_Exercise_
Write each entry out again, exactly as it is written.

----- Record set -----

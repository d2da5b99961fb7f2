use serde::Serialize;
use std::{fs::File, io, num::NonZeroUsize, path::Path};

/// Column names of the training log.
pub const LOG_HEADER: [&str; 5] = [
    "Epoch",
    "Training Set Accuracy",
    "Generalization Set Accuracy",
    "Training Set MSE",
    "Generalization Set MSE",
];

/// One row of the training log, in `LOG_HEADER` order.
#[derive(Debug, Clone, Copy, PartialEq, Serialize)]
pub struct EpochRecord {
    pub epoch: usize,
    pub training_accuracy: f64,
    pub generalization_accuracy: f64,
    pub training_mse: f64,
    pub generalization_mse: f64,
}

/// Csv log of training progress, shared by all runs of a `Trainer`.
pub struct TrainingLog {
    writer: csv::Writer<Box<dyn io::Write + Send>>,
    resolution: NonZeroUsize,
}

impl TrainingLog {
    /// Creates (truncates) the log file and writes the header.
    pub fn create<P: AsRef<Path>>(
        path: P,
        resolution: NonZeroUsize,
    ) -> Result<TrainingLog, csv::Error> {
        let file = File::create(path)?;
        TrainingLog::from_writer(file, resolution)
    }

    /// Writes the header to `sink`.
    pub fn from_writer<W: io::Write + Send + 'static>(
        sink: W,
        resolution: NonZeroUsize,
    ) -> Result<TrainingLog, csv::Error> {
        let sink: Box<dyn io::Write + Send> = Box::new(sink);
        let mut writer = csv::WriterBuilder::new()
            .has_headers(false)
            .from_writer(sink);
        writer.write_record(LOG_HEADER)?;

        Ok(TrainingLog { writer, resolution })
    }

    pub fn resolution(&self) -> NonZeroUsize {
        self.resolution
    }

    /// Whether progress of `epoch` gets a row: epochs 0, resolution, 2 * resolution, ...
    pub fn is_due(&self, epoch: usize) -> bool {
        epoch % self.resolution.get() == 0
    }

    pub fn record(&mut self, record: &EpochRecord) -> Result<(), csv::Error> {
        self.writer.serialize(record)
    }

    pub fn flush(&mut self) -> Result<(), csv::Error> {
        self.writer.flush()?;
        Ok(())
    }
}

#[cfg(test)]
mod tests {
    use super::*;
    use std::fs;

    #[test]
    fn writes_header_and_rows() {
        let dir = tempfile::tempdir().unwrap();
        let path = dir.path().join("log.csv");

        let mut log = TrainingLog::create(&path, NonZeroUsize::new(5).unwrap()).unwrap();
        log.record(&EpochRecord {
            epoch: 5,
            training_accuracy: 75.0,
            generalization_accuracy: 50.0,
            training_mse: 0.125,
            generalization_mse: 0.25,
        })
        .unwrap();
        log.flush().unwrap();

        let text = fs::read_to_string(&path).unwrap();
        let lines: Vec<&str> = text.lines().collect();
        assert_eq!(
            lines[0],
            "Epoch,Training Set Accuracy,Generalization Set Accuracy,Training Set MSE,Generalization Set MSE"
        );
        let row: Vec<f64> = lines[1].split(',').map(|v| v.parse().unwrap()).collect();
        assert_eq!(row, vec![5.0, 75.0, 50.0, 0.125, 0.25]);
        assert_eq!(lines.len(), 2);
    }

    #[test]
    fn due_every_resolution_epochs() {
        let log = TrainingLog::from_writer(io::sink(), NonZeroUsize::new(3).unwrap()).unwrap();
        let due: Vec<usize> = (0..10).filter(|&e| log.is_due(e)).collect();
        assert_eq!(due, vec![0, 3, 6, 9]);
    }
}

-----

_Task response_
repository d2da5b99961fb7f2
use serde::Serialize;
use std::{fs::File, io, num::NonZeroUsize, path::Path};

/// Column names of the training log.
pub const LOG_HEADER: [&str; 5] = [
    "Epoch",
    "Training Set Accuracy",
    "Generalization Set Accuracy",
    "Training Set MSE",
    "Generalization Set MSE",
];

/// One row of the training log, in `LOG_HEADER` order.
#[derive(Debug, Clone, Copy, PartialEq, Serialize)]
pub struct EpochRecord {
    pub epoch: usize,
    pub training_accuracy: f64,
    pub generalization_accuracy: f64,
    pub training_mse: f64,
    pub generalization_mse: f64,
}

/// Csv log of training progress, shared by all runs of a `Trainer`.
pub struct TrainingLog {
    writer: csv::Writer<Box<dyn io::Write + Send>>,
    resolution: NonZeroUsize,
}

impl TrainingLog {
    /// Creates (truncates) the log file and writes the header.
    pub fn create<P: AsRef<Path>>(
        path: P,
        resolution: NonZeroUsize,
    ) -> Result<TrainingLog, csv::Error> {
        let file = File::create(path)?;
        TrainingLog::from_writer(file, resolution)
    }

    /// Writes the header to `sink`.
    pub fn from_writer<W: io::Write + Send + 'static>(
        sink: W,
        resolution: NonZeroUsize,
    ) -> Result<TrainingLog, csv::Error> {
        let sink: Box<dyn io::Write + Send> = Box::new(sink);
        let mut writer = csv::WriterBuilder::new()
            .has_headers(false)
            .from_writer(sink);
        writer.write_record(LOG_HEADER)?;

        Ok(TrainingLog { writer, resolution })
    }

    pub fn resolution(&self) -> NonZeroUsize {
        self.resolution
    }

    /// Whether progress of `epoch` gets a row: epochs 0, resolution, 2 * resolution, ...
    pub fn is_due(&self, epoch: usize) -> bool {
        epoch % self.resolution.get() == 0
    }

    pub fn record(&mut self, record: &EpochRecord) -> Result<(), csv::Error> {
        self.writer.serialize(record)
    }

    pub fn flush(&mut self) -> Result<(), csv::Error> {
        self.writer.flush()?;
        Ok(())
    }
}

#[cfg(test)]
mod tests {
    use super::*;
    use std::fs;

    #[test]
    fn writes_header_and_rows() {
        let dir = tempfile::tempdir().unwrap();
        let path = dir.path().join("log.csv");

        let mut log = TrainingLog::create(&path, NonZeroUsize::new(5).unwrap()).unwrap();
        log.record(&EpochRecord {
            epoch: 5,
            training_accuracy: 75.0,
            generalization_accuracy: 50.0,
            training_mse: 0.125,
            generalization_mse: 0.25,
        })
        .unwrap();
        log.flush().unwrap();

        let text = fs::read_to_string(&path).unwrap();
        let lines: Vec<&str> = text.lines().collect();
        assert_eq!(
            lines[0],
            "Epoch,Training Set Accuracy,Generalization Set Accuracy,Training Set MSE,Generalization Set MSE"
        );
        let row: Vec<f64> = lines[1].split(',').map(|v| v.parse().unwrap()).collect();
        assert_eq!(row, vec![5.0, 75.0, 50.0, 0.125, 0.25]);
        assert_eq!(lines.len(), 2);
    }

    #[test]
    fn due_every_resolution_epochs() {
        let log = TrainingLog::from_writer(io::sink(), NonZeroUsize::new(3).unwrap()).unwrap();
        let due: Vec<usize> = (0..10).filter(|&e| log.is_due(e)).collect();
        assert_eq!(due, vec![0, 3, 6, 9]);
    }
}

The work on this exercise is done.